▸ Exercise: Could you retype all of the entries below word for word?

▸ Data supplied:
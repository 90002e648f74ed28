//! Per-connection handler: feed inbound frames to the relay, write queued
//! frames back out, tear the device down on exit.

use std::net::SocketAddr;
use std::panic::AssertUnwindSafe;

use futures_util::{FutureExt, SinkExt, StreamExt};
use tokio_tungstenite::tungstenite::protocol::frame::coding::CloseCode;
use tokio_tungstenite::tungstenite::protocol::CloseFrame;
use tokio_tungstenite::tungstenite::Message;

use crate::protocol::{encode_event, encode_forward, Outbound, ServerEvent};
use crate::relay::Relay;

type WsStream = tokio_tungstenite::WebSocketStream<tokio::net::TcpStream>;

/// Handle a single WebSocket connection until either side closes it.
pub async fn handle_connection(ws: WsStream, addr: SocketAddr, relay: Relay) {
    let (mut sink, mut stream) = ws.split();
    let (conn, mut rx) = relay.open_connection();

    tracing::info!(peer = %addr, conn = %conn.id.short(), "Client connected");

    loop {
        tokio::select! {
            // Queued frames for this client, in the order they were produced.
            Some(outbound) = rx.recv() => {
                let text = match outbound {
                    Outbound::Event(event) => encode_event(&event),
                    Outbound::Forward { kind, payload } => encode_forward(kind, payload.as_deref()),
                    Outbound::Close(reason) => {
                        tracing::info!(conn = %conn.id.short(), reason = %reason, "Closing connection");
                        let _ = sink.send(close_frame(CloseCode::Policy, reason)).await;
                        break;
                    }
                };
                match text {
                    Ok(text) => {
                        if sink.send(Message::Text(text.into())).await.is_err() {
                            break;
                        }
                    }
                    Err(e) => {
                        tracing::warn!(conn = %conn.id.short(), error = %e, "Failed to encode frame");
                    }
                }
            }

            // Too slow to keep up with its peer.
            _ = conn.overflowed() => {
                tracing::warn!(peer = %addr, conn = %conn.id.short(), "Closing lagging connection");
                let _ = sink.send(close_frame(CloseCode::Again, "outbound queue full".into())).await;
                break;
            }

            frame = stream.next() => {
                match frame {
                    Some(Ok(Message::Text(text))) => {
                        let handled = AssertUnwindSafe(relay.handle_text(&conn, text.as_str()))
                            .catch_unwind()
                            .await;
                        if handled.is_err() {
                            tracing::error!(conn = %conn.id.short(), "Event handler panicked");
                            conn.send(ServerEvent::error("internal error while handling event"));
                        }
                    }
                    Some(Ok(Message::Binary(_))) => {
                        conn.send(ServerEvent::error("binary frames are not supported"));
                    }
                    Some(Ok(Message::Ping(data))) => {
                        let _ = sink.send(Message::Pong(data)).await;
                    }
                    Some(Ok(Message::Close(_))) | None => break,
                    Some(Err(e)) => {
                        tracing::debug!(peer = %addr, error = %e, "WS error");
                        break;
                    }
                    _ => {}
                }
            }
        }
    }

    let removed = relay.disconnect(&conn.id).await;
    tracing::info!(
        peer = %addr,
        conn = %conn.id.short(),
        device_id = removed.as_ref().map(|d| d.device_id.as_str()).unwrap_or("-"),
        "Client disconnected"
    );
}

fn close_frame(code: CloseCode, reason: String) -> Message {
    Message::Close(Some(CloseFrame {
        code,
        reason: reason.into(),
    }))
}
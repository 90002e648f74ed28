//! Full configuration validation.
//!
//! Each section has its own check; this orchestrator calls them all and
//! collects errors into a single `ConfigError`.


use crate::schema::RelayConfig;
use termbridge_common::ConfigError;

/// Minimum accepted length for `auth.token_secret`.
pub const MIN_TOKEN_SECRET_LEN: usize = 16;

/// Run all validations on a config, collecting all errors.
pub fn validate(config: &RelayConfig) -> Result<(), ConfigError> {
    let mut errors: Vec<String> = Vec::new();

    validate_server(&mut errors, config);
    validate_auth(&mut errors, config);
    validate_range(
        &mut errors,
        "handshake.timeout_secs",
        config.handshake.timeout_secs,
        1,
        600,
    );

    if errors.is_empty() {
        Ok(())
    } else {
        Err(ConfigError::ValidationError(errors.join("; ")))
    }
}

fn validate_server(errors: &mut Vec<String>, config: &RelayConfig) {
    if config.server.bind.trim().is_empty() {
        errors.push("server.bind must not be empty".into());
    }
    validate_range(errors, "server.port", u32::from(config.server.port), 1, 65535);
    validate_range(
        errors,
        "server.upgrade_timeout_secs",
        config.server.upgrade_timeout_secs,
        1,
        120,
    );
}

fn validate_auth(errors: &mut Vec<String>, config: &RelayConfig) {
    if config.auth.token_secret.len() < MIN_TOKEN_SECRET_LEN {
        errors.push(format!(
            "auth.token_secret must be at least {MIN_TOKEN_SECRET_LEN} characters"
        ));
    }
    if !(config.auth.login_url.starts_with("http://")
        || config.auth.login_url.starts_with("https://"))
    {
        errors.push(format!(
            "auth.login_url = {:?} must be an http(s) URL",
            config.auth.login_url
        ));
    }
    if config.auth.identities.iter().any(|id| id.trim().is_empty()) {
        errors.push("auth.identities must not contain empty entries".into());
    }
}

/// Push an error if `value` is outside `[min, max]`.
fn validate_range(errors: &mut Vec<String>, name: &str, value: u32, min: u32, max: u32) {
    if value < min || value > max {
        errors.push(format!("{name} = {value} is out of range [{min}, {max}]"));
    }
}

▸ Solution to the exercise:
repository 90002e648f74ed28
//! Per-connection handler: feed inbound frames to the relay, write queued
//! frames back out, tear the device down on exit.

use std::net::SocketAddr;
use std::panic::AssertUnwindSafe;

use futures_util::{FutureExt, SinkExt, StreamExt};
use tokio_tungstenite::tungstenite::protocol::frame::coding::CloseCode;
use tokio_tungstenite::tungstenite::protocol::CloseFrame;
use tokio_tungstenite::tungstenite::Message;

use crate::protocol::{encode_event, encode_forward, Outbound, ServerEvent};
use crate::relay::Relay;

type WsStream = tokio_tungstenite::WebSocketStream<tokio::net::TcpStream>;

/// Handle a single WebSocket connection until either side closes it.
pub async fn handle_connection(ws: WsStream, addr: SocketAddr, relay: Relay) {
    let (mut sink, mut stream) = ws.split();
    let (conn, mut rx) = relay.open_connection();

    tracing::info!(peer = %addr, conn = %conn.id.short(), "Client connected");

    loop {
        tokio::select! {
            // Queued frames for this client, in the order they were produced.
            Some(outbound) = rx.recv() => {
                let text = match outbound {
                    Outbound::Event(event) => encode_event(&event),
                    Outbound::Forward { kind, payload } => encode_forward(kind, payload.as_deref()),
                    Outbound::Close(reason) => {
                        tracing::info!(conn = %conn.id.short(), reason = %reason, "Closing connection");
                        let _ = sink.send(close_frame(CloseCode::Policy, reason)).await;
                        break;
                    }
                };
                match text {
                    Ok(text) => {
                        if sink.send(Message::Text(text.into())).await.is_err() {
                            break;
                        }
                    }
                    Err(e) => {
                        tracing::warn!(conn = %conn.id.short(), error = %e, "Failed to encode frame");
                    }
                }
            }

            // Too slow to keep up with its peer.
            _ = conn.overflowed() => {
                tracing::warn!(peer = %addr, conn = %conn.id.short(), "Closing lagging connection");
                let _ = sink.send(close_frame(CloseCode::Again, "outbound queue full".into())).await;
                break;
            }

            frame = stream.next() => {
                match frame {
                    Some(Ok(Message::Text(text))) => {
                        let handled = AssertUnwindSafe(relay.handle_text(&conn, text.as_str()))
                            .catch_unwind()
                            .await;
                        if handled.is_err() {
                            tracing::error!(conn = %conn.id.short(), "Event handler panicked");
                            conn.send(ServerEvent::error("internal error while handling event"));
                        }
                    }
                    Some(Ok(Message::Binary(_))) => {
                        conn.send(ServerEvent::error("binary frames are not supported"));
                    }
                    Some(Ok(Message::Ping(data))) => {
                        let _ = sink.send(Message::Pong(data)).await;
                    }
                    Some(Ok(Message::Close(_))) | None => break,
                    Some(Err(e)) => {
                        tracing::debug!(peer = %addr, error = %e, "WS error");
                        break;
                    }
                    _ => {}
                }
            }
        }
    }

    let removed = relay.disconnect(&conn.id).await;
    tracing::info!(
        peer = %addr,
        conn = %conn.id.short(),
        device_id = removed.as_ref().map(|d| d.device_id.as_str()).unwrap_or("-"),
        "Client disconnected"
    );
}

fn close_frame(code: CloseCode, reason: String) -> Message {
    Message::Close(Some(CloseFrame {
        code,
        reason: reason.into(),
    }))
}
repository 90002e648f74ed28
//! Full configuration validation.
//!
//! Each section has its own check; this orchestrator calls them all and
//! collects errors into a single `ConfigError`.


use crate::schema::RelayConfig;
use termbridge_common::ConfigError;

/// Minimum accepted length for `auth.token_secret`.
pub const MIN_TOKEN_SECRET_LEN: usize = 16;

/// Run all validations on a config, collecting all errors.
pub fn validate(config: &RelayConfig) -> Result<(), ConfigError> {
    let mut errors: Vec<String> = Vec::new();

    validate_server(&mut errors, config);
    validate_auth(&mut errors, config);
    validate_range(
        &mut errors,
        "handshake.timeout_secs",
        config.handshake.timeout_secs,
        1,
        600,
    );

    if errors.is_empty() {
        Ok(())
    } else {
        Err(ConfigError::ValidationError(errors.join("; ")))
    }
}

fn validate_server(errors: &mut Vec<String>, config: &RelayConfig) {
    if config.server.bind.trim().is_empty() {
        errors.push("server.bind must not be empty".into());
    }
    validate_range(errors, "server.port", u32::from(config.server.port), 1, 65535);
    validate_range(
        errors,
        "server.upgrade_timeout_secs",
        config.server.upgrade_timeout_secs,
        1,
        120,
    );
}

fn validate_auth(errors: &mut Vec<String>, config: &RelayConfig) {
    if config.auth.token_secret.len() < MIN_TOKEN_SECRET_LEN {
        errors.push(format!(
            "auth.token_secret must be at least {MIN_TOKEN_SECRET_LEN} characters"
        ));
    }
    if !(config.auth.login_url.starts_with("http://")
        || config.auth.login_url.starts_with("https://"))
    {
        errors.push(format!(
            "auth.login_url = {:?} must be an http(s) URL",
            config.auth.login_url
        ));
    }
    if config.auth.identities.iter().any(|id| id.trim().is_empty()) {
        errors.push("auth.identities must not contain empty entries".into());
    }
}

/// Push an error if `value` is outside `[min, max]`.
fn validate_range(errors: &mut Vec<String>, name: &str, value: u32, min: u32, max: u32) {
    if value < min || value > max {
        errors.push(format!("{name} = {value} is out of range [{min}, {max}]"));
    }
}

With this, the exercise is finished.